Warum Angst die Führung behindert - und wie Sie frühzeitig darauf reagieren

Mit der Angst ist es ein bisschen wie mit Misserfolgen. Erwartet man erst einen schlechten Ausgang, erfolgt er oft auch prompt. Aus diesem Grund ist der bewusste Umgang mit Sorgen, Ängsten, Befürchtungen oder wie wir kritische Zukunftsprognosen auch nennen mögen, von großer Bedeutung. Auf die Arbeitswelt bezogen können wir oft beobachten, wie sich Pessimismus innerhalb von Teams breitmacht. Wo anfangs ein Skeptiker war, werden teilweise ganze Arbeitsgruppen in ein Stimmungstief gezogen. Und wenn Führungskräfte nicht in der Lage sind, dies frühzeitig zu bemerken und zu stoppen – oder sogar selbst zu den Bedenkenträgern gehören, brechen sich diese Emotionen früher oder später Bahn und lähmen die Leistungsfähigkeit ganzer Einheiten. Dabei gehört Angst zum Leben dazu und hat seine berechtigte Aufgabe. Nur leider wissen viel zu wenige Menschen aktiv mit diesem Gefühl umzugehen – was gerade in der Führung fatal ist.


Eine der Kernängste von Führungspersönlichkeiten ist die Angst vor dem Versagen. Auf der einen Seite erwarten sie von ihren Mitarbeitern stetigen Einsatz und ergebnisorientierte Arbeit. Auf der anderen Seite entsteht gerade dadurch häufig Ängste auf beiden Seiten. Die Führungskraft selbst erlebt sich als zu streng und hadert mit der eigenen Leistungsfähigkeit im Vergleich zu ihren Anforderungen ans Team.

 

Und bei den Mitarbeitern werden Ängste hervorgerufen, wie:
•    „Entsprechen meine Leistungen den Anforderungen, die an mich gestellt werden?“
•    „Ist das, was ich leiste, gut genug?“
•    „Kann ich da noch mithalten?“


Dahinter steht die Frage des Selbstwerts einer jeden Person:  „Bin ich gut genug?“ ist ein flächendeckender „Angstvirus“ unserer Zeit. Auch die schnelle technologische Entwicklung nimmt Einfluss darauf, denn das Tempo, mit dem die Technologie unser Leben mehr und mehr einnimmt, setzt uns vor ganz neue Herausforderungen auf Verhaltens- und Einstellungsebene.

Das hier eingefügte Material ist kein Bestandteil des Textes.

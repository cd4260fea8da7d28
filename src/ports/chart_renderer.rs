//! ChartRenderer port - turns a prediction pattern into an image artifact.
//!
//! Rendering is a presentation side effect, not part of the predictive data
//! model. Each call produces its own in-memory artifact; there is no shared
//! drawing surface, so concurrent predictions for different users cannot
//! interfere.

use crate::domain::ledger::PredictionPattern;

/// Port for chart rendering.
pub trait ChartRenderer: Send + Sync {
    /// Renders the pattern's AM and PM series into an image.
    fn render(&self, pattern: &PredictionPattern) -> Result<ChartImage, ChartError>;
}

/// A rendered chart held in memory.
#[derive(Debug, Clone, PartialEq, Eq)]
pub struct ChartImage {
    bytes: Vec<u8>,
    media_type: &'static str,
}

impl ChartImage {
    /// Wraps rendered bytes with their media type.
    pub fn new(bytes: Vec<u8>, media_type: &'static str) -> Self {
        Self { bytes, media_type }
    }

    /// The encoded image bytes.
    pub fn bytes(&self) -> &[u8] {
        &self.bytes
    }

    /// IANA media type of the encoding.
    pub fn media_type(&self) -> &'static str {
        self.media_type
    }
}

/// Chart rendering errors.
#[derive(Debug, thiserror::Error)]
pub enum ChartError {
    /// The drawing backend failed.
    #[error("chart rendering failed: {message}")]
    Render {
        /// Error details.
        message: String,
    },
}

impl ChartError {
    /// Creates a render error.
    pub fn render(message: impl Into<String>) -> Self {
        ChartError::Render {
            message: message.into(),
        }
    }
}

Was nicht beachtet oder verdrängt wird, wird größer


Wer sich viel erarbeitet hat, hat auch viel zu verlieren. Dies trifft gerade auf Führungskräfte zu, die weder ihren Ruf, ihre Stelle, noch ihren Lebensstandard riskieren wollen. Dazu kommt noch die Angst vor der Sinnlosigkeit. Wenn von Führungskräften eines erwartet wird, dann ist es die Identifikation mit ihrer Aufgabe, ihrem Team und dem Unternehmen. Schließlich wird eine Vorbildfunktion ausgeübt! Obwohl die meisten Menschen in Führungsfunktion viel Energie und Kraft investieren, um besser zu sein und besser zu werden als andere, bringt die Identifikation mit ihrem Job auch einen Nachteil für die Stellenhabenden mit. Sie fokussieren sich mehrheitlich zu sehr auf ihren Beruf und lassen wichtige andere Säulen für ihre innere Stabilität und ihr Leistungsvermögen außer Acht – wie zum Beispiel Hobbies, bewusste Familienzeit, stärkende Netzwerke. Kommen diese Energiequellen über längere Zeit zu kurz, fehlt mit dem Ausgleich auch die Ausgeglichenheit der Führungskraft. Wer sich dann noch im beruflichen „Haifischbecken“ wiederfindet, sieht sich oft hilflos ausgeliefert. Die Angst vor einem beruflichen und/oder gesellschaftlichen Abstieg wächst mit jeder Stufe auf der Karriereleiter.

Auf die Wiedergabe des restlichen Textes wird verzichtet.